Will Serrated Polyp Detection Rates Be the Next CRC Metric?
A higher rate of serrated polyp detection was associated with a reduced risk of postcolonoscopy colorectal cancer, based on data from nearly 20,000 patients and 142 endoscopists, according to a study published in Gastrointestinal Endoscopy.
Higher rates of adenoma detection reduce the risk of postcolonoscopy colorectal cancer (PCCRC), but the data on detection rates for clinically significant serrated polyps and traditional serrated adenomas are limited, wrote Joseph C. Anderson, MD, of the Geisel School of Medicine at Dartmouth, Hanover, N.H., and colleagues.
“A unique challenge for endoscopists is that serrated polyps exhibit characteristics that can make them more difficult to detect than conventional adenomas. Thus, it is not surprising that several studies have demonstrated a wide variation in serrated polyp detection rates.” Even so, improved detection and resection of these polyps would likely improve CRC prevention, they noted.
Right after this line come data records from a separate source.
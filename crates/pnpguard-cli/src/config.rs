//! Operator settings – reads/writes `~/.pnpguard/config.toml`.

use serde::{Deserialize, Serialize};
use std::fs;
use std::path::{Path, PathBuf};

use pnpguard_kernel::jog_gate::DEFAULT_HISTORY_LIMIT;

/// Persisted operator configuration stored in `~/.pnpguard/config.toml`.
#[derive(Debug, Clone, PartialEq, Serialize, Deserialize)]
pub struct Config {
    /// Machine description loaded at startup.  When unset the built-in demo
    /// machine is used.
    #[serde(default, skip_serializing_if = "Option::is_none")]
    pub machine_file: Option<PathBuf>,

    /// Overrides the machine file's `settings.board_protection` when set.
    #[serde(default, skip_serializing_if = "Option::is_none")]
    pub board_protection: Option<bool>,

    /// How many safety events the jog gate keeps.
    #[serde(default = "default_history_limit")]
    pub history_limit: usize,
}

fn default_history_limit() -> usize {
    DEFAULT_HISTORY_LIMIT
}

impl Default for Config {
    fn default() -> Self {
        Self {
            machine_file: None,
            board_protection: None,
            history_limit: default_history_limit(),
        }
    }
}

/// Return the path to `~/.pnpguard/config.toml`.
pub fn config_path() -> PathBuf {
    config_path_for_home(
        &std::env::var("HOME")
            .or_else(|_| std::env::var("USERPROFILE"))
            .unwrap_or_else(|_| ".".to_string()),
    )
}

pub(crate) fn config_path_for_home(home: &str) -> PathBuf {
    PathBuf::from(home).join(".pnpguard").join("config.toml")
}

/// Load the config from disk and apply environment overrides.  Returns
/// `None` if the file does not exist.
pub fn load() -> Result<Option<Config>, String> {
    let mut cfg = load_from(&config_path())?;
    if let Some(cfg) = cfg.as_mut() {
        apply_env_overrides(cfg);
    }
    Ok(cfg)
}

pub(crate) fn load_from(path: &Path) -> Result<Option<Config>, String> {
    if !path.exists() {
        return Ok(None);
    }
    let raw = fs::read_to_string(path)
        .map_err(|e| format!("Failed to read config at {}: {}", path.display(), e))?;
    let cfg: Config = toml::from_str(&raw)
        .map_err(|e| format!("Failed to parse config: {}", e))?;
    Ok(Some(cfg))
}

/// Apply `PNPGUARD_*` environment variable overrides to `cfg`.
///
/// | Variable | Config field |
/// |---|---|
/// | `PNPGUARD_MACHINE_FILE` | `machine_file` |
/// | `PNPGUARD_BOARD_PROTECTION` | `board_protection` (`on`/`off`/`true`/`false`) |
pub fn apply_env_overrides(cfg: &mut Config) {
    if let Ok(v) = std::env::var("PNPGUARD_MACHINE_FILE")
        && !v.is_empty()
    {
        cfg.machine_file = Some(PathBuf::from(v));
    }
    if let Ok(v) = std::env::var("PNPGUARD_BOARD_PROTECTION")
        && let Some(enabled) = parse_switch(&v)
    {
        cfg.board_protection = Some(enabled);
    }
}

/// `on`/`true`/`1` or `off`/`false`/`0`, case-insensitive.
pub fn parse_switch(text: &str) -> Option<bool> {
    match text.trim().to_ascii_lowercase().as_str() {
        "on" | "true" | "1" => Some(true),
        "off" | "false" | "0" => Some(false),
        _ => None,
    }
}

/// Save the config to disk, creating `~/.pnpguard/` if necessary.
pub fn save(cfg: &Config) -> Result<(), String> {
    save_to(cfg, &config_path())
}

pub(crate) fn save_to(cfg: &Config, path: &Path) -> Result<(), String> {
    if let Some(parent) = path.parent() {
        fs::create_dir_all(parent)
            .map_err(|e| format!("Failed to create config directory: {}", e))?;
        #[cfg(unix)]
        {
            use std::os::unix::fs::PermissionsExt;
            fs::set_permissions(parent, fs::Permissions::from_mode(0o700))
                .map_err(|e| format!("Failed to set config directory permissions: {}", e))?;
        }
    }
    let raw = toml::to_string_pretty(cfg)
        .map_err(|e| format!("Failed to serialize config: {}", e))?;
    #[cfg(unix)]
    {
        use std::os::unix::fs::OpenOptionsExt;
        fs::OpenOptions::new()
            .write(true)
            .create(true)
            .truncate(true)
            .mode(0o600)
            .open(path)
            .and_then(|mut f| {
                use std::io::Write;
                f.write_all(raw.as_bytes())
            })
            .map_err(|e| format!("Failed to write config at {}: {}", path.display(), e))?;
    }
    #[cfg(not(unix))]
    fs::write(path, raw)
        .map_err(|e| format!("Failed to write config at {}: {}", path.display(), e))?;
    Ok(())
}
The researchers reviewed data from the New Hampshire Colonoscopy Registry to explore the association between clinically significantly serrated polyp (CSSP) detection rates and subsequent PCCRC risk.
The study population included 19,532 patients with follow-up events at least 6 months after an index colonoscopy. Of these, 128 cases of CRC were diagnosed at least 6 months after an index exam. CSSP was defined as any sessile serrated polyp, traditional serrated adenoma, or any large hyperplastic polyp (> 1 cm) or proximal hyperplastic polyp > 5 mm. The exams were performed by 142 endoscopists, 92 of whom were gastroenterologists. The 50 nongastroenterologists included general surgeons, colorectal surgeons, and family practitioners.
The primary outcome was PCCRC, defined as any CRC diagnosis 6 months or longer after an index exam. Clinically significant serrated polyp detection rate (CSSDR) was determined by dividing the total number of complete screening exams with adequate prep and at least one CSSP by the total number of complete exams with adequate prep. CSSDR was divided into tertiles of less than 3%, 3% up to 9%, and 9% or higher.
Overall, the risk for PCCRC 6 months or more after an index exam was significantly lower for exams performed by endoscopists with detection rates of 3% up to 9% and for those with detection rates of 9% or higher compared to those with detection rates below 3% (hazard ratios 0.57 and 0.39, respectively).
Significantly more gastroenterologists were in the higher CSSDR categories compared to nongastroenterologists (P = .00005). The percentages of gastroenterologists in the three tertiles from lowest to highest detection were 15.2%, 50.0%, and 34.8%; compared to 46%, 44.0%, and 10.0%, respectively, for nongastroenterologists.
In adjusted analysis, higher detection rates were associated with lower CRC risk across all time periods.
The researchers also found higher CSSDR categories associated with lower PCCRC risk for exams by endoscopists with ADR rates of 25% or higher.
“It may be reasonable to question whether a separate serrated detection rate is needed in addition to ADR,” the researchers wrote in their discussion of the findings. “These data support our suggestion that endoscopists, even those with an ADR of 25% or higher, calculate their SDR at least once, a recommendation supported by a recent review of the American Gastroenterological Association,” they noted.
The study findings were limited by several factors, including the lack of information on specific endoscopic techniques, a lack of data on the molecular characteristics of the cancers, and potential residual confounding variables, the researchers noted.
However, the results were strengthened by the large number of participating endoscopists and by the longitudinal database that included detection rates for screening exams and detailed polyp pathology, they said. The results support the need for a serrated polyp detection rate benchmark to endure complete polyp detection and validate the use of CSSDR as a quality measure that adds to the knowledge of both colonoscopy quality and the role of the serrated pathway in colorectal cancer, they concluded.
Serrated Pathway Serves as Predictor
The current study is an important addition to the knowledge of colorectal cancer risk, Atsushi Sakuraba, MD, PhD, associate professor of medicine at the University of Chicago, said in an interview.
“In addition to the conventional adenoma pathway, the serrated pathway has been recognized to account for a significant portion of colorectal cancer, but whether detection of serrated polyps [is] associated with reduction of CRC remains unknown,” he said.
Sakuraba said he was not surprised by the study findings. Given that the serrated pathway is now considered to account for approximately 10%-20% of all CRC cases, higher detection rates should result in lower risk of CRC, he noted.
The findings support the value of CSSDR in clinical practice, said Sakuraba. “The study has shown that a clinically significant serrated polyps detection rate of 3% was associated with lower postcolonoscopy CRC, so endoscopists should introduce this to their practice in addition to adenoma detection rates,” he said.
However, Sakuraba acknowledged the limitations of the current study and emphasized that it needs to be reproduced in other cohorts. Prospective studies might be helpful as well, he said.
The study received no outside funding. The researchers and Sakuraba had no financial conflicts to disclose.